У Громова обмерло сердце и чуть закружилась голова, когда он попробовал провести взглядом до самого кончика башни.
— Правильно сделал, что остался. Я, честно говоря, не знаю, какими мотивами ты руководствовался, но, обещаю, скучно не будет.
— Уже сутки веселюсь, — по привычке огрызнулся Громов.

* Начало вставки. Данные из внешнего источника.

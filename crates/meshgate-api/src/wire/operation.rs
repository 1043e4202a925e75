use serde::{Deserialize, Serialize};
use strum::{Display, EnumString};

use crate::model::PayloadByte;

/// Everything the gateway can be asked to do.
///
/// Serialized with the opcode in `type` and camelCase fields, exactly
/// as the gateway firmware expects.
#[derive(Debug, Clone, PartialEq, Eq, Serialize)]
#[serde(tag = "type", rename_all = "snake_case", rename_all_fields = "camelCase")]
pub enum Operation {
    // ── Beacons ──────────────────────────────────────────────────────
    BeaconRequest,

    // ── Subnets ──────────────────────────────────────────────────────
    SubnetRequest,
    SubnetAdd {
        net_key: String,
        net_index: u16,
    },
    SubnetGenerate {
        net_index: u16,
    },
    SubnetDelete {
        net_index: u16,
    },

    // ── Application keys ─────────────────────────────────────────────
    AppKeyRequest,
    AppKeyAdd {
        app_key: String,
        app_index: u16,
        net_index: u16,
    },
    AppKeyGenerate {
        app_index: u16,
        net_index: u16,
    },
    AppKeyDelete {
        app_index: u16,
    },

    // ── Nodes ────────────────────────────────────────────────────────
    NodeRequest,
    NodeDiscover {
        address: u16,
    },
    NodeConfigure {
        node_address: u16,
        #[serde(flatten)]
        configuration: NodeConfiguration,
    },
    Provision {
        uuid: String,
        net_index: u16,
        address: u16,
        attention: u8,
    },

    // ── Cloud subscriptions ──────────────────────────────────────────
    Subscribe {
        address_list: Vec<AddressEntry>,
    },
    Unsubscribe {
        address_list: Vec<AddressEntry>,
    },
    SubscribeListRequest,

    // ── Access layer ─────────────────────────────────────────────────
    SendModelMessage {
        net_index: u16,
        app_index: u16,
        address: u16,
        opcode: u32,
        payload: Vec<PayloadByte>,
    },

    // ── Health client ────────────────────────────────────────────────
    HealthFaultGet {
        address: u16,
        app_index: u16,
        company_id: u16,
    },
    HealthFaultClear {
        address: u16,
        app_index: u16,
        company_id: u16,
    },
    HealthFaultTest {
        address: u16,
        app_index: u16,
        company_id: u16,
        test_id: u8,
    },
    HealthPeriodGet {
        address: u16,
        app_index: u16,
    },
    HealthPeriodSet {
        address: u16,
        app_index: u16,
        divisor: u8,
    },
    HealthAttentionGet {
        address: u16,
        app_index: u16,
    },
    HealthAttentionSet {
        address: u16,
        app_index: u16,
        attention: u8,
    },
    HealthClientTimeoutGet,
    HealthClientTimeoutSet {
        timeout: u32,
    },
}

impl Operation {
    /// The opcode string that goes on the wire.
    pub fn opcode(&self) -> &'static str {
        match self {
            Self::BeaconRequest => "beacon_request",
            Self::SubnetRequest => "subnet_request",
            Self::SubnetAdd { .. } => "subnet_add",
            Self::SubnetGenerate { .. } => "subnet_generate",
            Self::SubnetDelete { .. } => "subnet_delete",
            Self::AppKeyRequest => "app_key_request",
            Self::AppKeyAdd { .. } => "app_key_add",
            Self::AppKeyGenerate { .. } => "app_key_generate",
            Self::AppKeyDelete { .. } => "app_key_delete",
            Self::NodeRequest => "node_request",
            Self::NodeDiscover { .. } => "node_discover",
            Self::NodeConfigure { .. } => "node_configure",
            Self::Provision { .. } => "provision",
            Self::Subscribe { .. } => "subscribe",
            Self::Unsubscribe { .. } => "unsubscribe",
            Self::SubscribeListRequest => "subscribe_list_request",
            Self::SendModelMessage { .. } => "send_model_message",
            Self::HealthFaultGet { .. } => "health_fault_get",
            Self::HealthFaultClear { .. } => "health_fault_clear",
            Self::HealthFaultTest { .. } => "health_fault_test",
            Self::HealthPeriodGet { .. } => "health_period_get",
            Self::HealthPeriodSet { .. } => "health_period_set",
            Self::HealthAttentionGet { .. } => "health_attention_get",
            Self::HealthAttentionSet { .. } => "health_attention_set",
            Self::HealthClientTimeoutGet => "health_client_timeout_get",
            Self::HealthClientTimeoutSet { .. } => "health_client_timeout_set",
        }
    }

    pub fn subscribe(addresses: impl IntoIterator<Item = u16>) -> Self {
        Self::Subscribe {
            address_list: addresses.into_iter().map(AddressEntry::from).collect(),
        }
    }

    pub fn unsubscribe(addresses: impl IntoIterator<Item = u16>) -> Self {
        Self::Unsubscribe {
            address_list: addresses.into_iter().map(AddressEntry::from).collect(),
        }
    }
}

#[derive(Debug, Clone, Copy, PartialEq, Eq, Serialize, Deserialize)]
pub struct AddressEntry {
    pub address: u16,
}

impl From<u16> for AddressEntry {
    fn from(address: u16) -> Self {
        Self { address }
    }
}

// ── Node configuration ───────────────────────────────────────────────

/// Configuration-server changes carried by `node_configure`.
///
/// Flattened into the operation, so the variant name lands in a
/// sibling `configuration` field next to `nodeAddress`.
#[derive(Debug, Clone, PartialEq, Eq, Serialize)]
#[serde(
    tag = "configuration",
    rename_all = "camelCase",
    rename_all_fields = "camelCase"
)]
pub enum NodeConfiguration {
    NetworkBeaconSet {
        state: bool,
    },
    TimeToLiveSet {
        value: u8,
    },
    RelayFeatureSet {
        state: bool,
        retransmit_count: u8,
        retransmit_interval: u16,
    },
    ProxyFeatureSet {
        state: bool,
    },
    FriendFeatureSet {
        state: bool,
    },
    SubnetAdd {
        net_index: u16,
    },
    SubnetDelete {
        net_index: u16,
    },
    AppKeyBind {
        element_address: u16,
        model_id: u16,
        app_index: u16,
    },
    AppKeyUnbind {
        element_address: u16,
        model_id: u16,
        app_index: u16,
    },
    PublishParametersSet {
        element_address: u16,
        model_id: u16,
        publish_address: u16,
        app_index: u16,
        friend_credential_flag: bool,
        time_to_live: u8,
        period: u8,
        period_units: PeriodUnits,
        retransmit_count: u8,
        retransmit_interval: u16,
    },
    SubscribeAddressAdd {
        element_address: u16,
        model_id: u16,
        subscribe_address: u16,
    },
    SubscribeAddressDelete {
        element_address: u16,
        model_id: u16,
        subscribe_address: u16,
    },
    SubscribeAddressOverwrite {
        element_address: u16,
        model_id: u16,
        subscribe_address: u16,
    },
}

/// Resolution of a model's publish period.
#[derive(Debug, Clone, Copy, PartialEq, Eq, Serialize, Deserialize, Display, EnumString)]
pub enum PeriodUnits {
    #[serde(rename = "100ms")]
    #[strum(serialize = "100ms")]
    Millis100,
    #[serde(rename = "1s")]
    #[strum(serialize = "1s")]
    Seconds1,
    #[serde(rename = "10s")]
    #[strum(serialize = "10s")]
    Seconds10,
    #[serde(rename = "10m")]
    #[strum(serialize = "10m")]
    Minutes10,
}

#[cfg(test)]
#[allow(clippy::unwrap_used)]
mod tests {
    use super::*;
    use pretty_assertions::assert_eq;

    #[test]
    fn unit_operation_is_bare_type() {
        assert_eq!(
            serde_json::to_value(Operation::BeaconRequest).unwrap(),
            serde_json::json!({ "type": "beacon_request" })
        );
    }

    #[test]
    fn fields_are_camel_case() {
        let op = Operation::AppKeyAdd {
            app_key: "00112233445566778899aabbccddeeff".into(),
            app_index: 1,
            net_index: 0,
        };
        assert_eq!(
            serde_json::to_value(&op).unwrap(),
            serde_json::json!({
                "type": "app_key_add",
                "appKey": "00112233445566778899aabbccddeeff",
                "appIndex": 1,
                "netIndex": 0
            })
        );
    }

    #[test]
    fn node_configure_flattens_configuration() {
        let op = Operation::NodeConfigure {
            node_address: 0x0002,
            configuration: NodeConfiguration::SubscribeAddressDelete {
                element_address: 0x0003,
                model_id: 0x1000,
                subscribe_address: 0xc000,
            },
        };
        assert_eq!(
            serde_json::to_value(&op).unwrap(),
            serde_json::json!({
                "type": "node_configure",
                "nodeAddress": 2,
                "configuration": "subscribeAddressDelete",
                "elementAddress": 3,
                "modelId": 4096,
                "subscribeAddress": 49152
            })
        );
    }

    #[test]
    fn publish_parameters_use_unit_strings() {
        let cfg = NodeConfiguration::PublishParametersSet {
            element_address: 2,
            model_id: 0x1001,
            publish_address: 0xc001,
            app_index: 0,
            friend_credential_flag: false,
            time_to_live: 7,
            period: 10,
            period_units: PeriodUnits::Seconds1,
            retransmit_count: 1,
            retransmit_interval: 50,
        };
        let value = serde_json::to_value(&cfg).unwrap();
        assert_eq!(value["configuration"], "publishParametersSet");
        assert_eq!(value["periodUnits"], "1s");
        assert_eq!(value["friendCredentialFlag"], false);
        assert_eq!("10m".parse::<PeriodUnits>().unwrap(), PeriodUnits::Minutes10);
    }

    #[test]
    fn subscribe_wraps_addresses() {
        let op = Operation::subscribe([0xc000, 0xc001]);
        assert_eq!(op.opcode(), "subscribe");
        assert_eq!(
            serde_json::to_value(&op).unwrap(),
            serde_json::json!({
                "type": "subscribe",
                "addressList": [{ "address": 49152 }, { "address": 49153 }]
            })
        );
    }

    #[test]
    fn opcode_agrees_with_serialized_tag() {
        let ops = [
            Operation::HealthClientTimeoutSet { timeout: 30 },
            Operation::HealthFaultTest { address: 2, app_index: 0, company_id: 0x59, test_id: 0 },
            Operation::NodeDiscover { address: 2 },
            Operation::SubscribeListRequest,
        ];
        for op in ops {
            let value = serde_json::to_value(&op).unwrap();
            assert_eq!(value["type"], op.opcode());
        }
    }
}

И тут до него вдруг окончательно дошло, что значит остаться самим собой и отрубить прошлое. Полная свобода. Ощущение невесомости и прилив сил, словно взмыл в небо на крыльях.
— Ты на башне бывал? — спросил Борис Михайлович.
— Был один раз. Ещё школьником.
— Это не считается. Пойдём, Гром, посмотрим на помойку с высоты трёхсот метров. — Он указал пальцем на стеклянный цилиндр технического центра. — Идеальное место. Никто не додумается нас там искать.
Он первым пошёл по дорожке к пандусу фундамента башни.
С каждым шагом Громову казалось, что башня все больше и больше заваливается на него. Исполинская скала из бетона застила собой небо. От серой громадины, нависшей прямо над головой, на душе сделалось страшно, тревожно и почему-то радостно, словно перед грозой.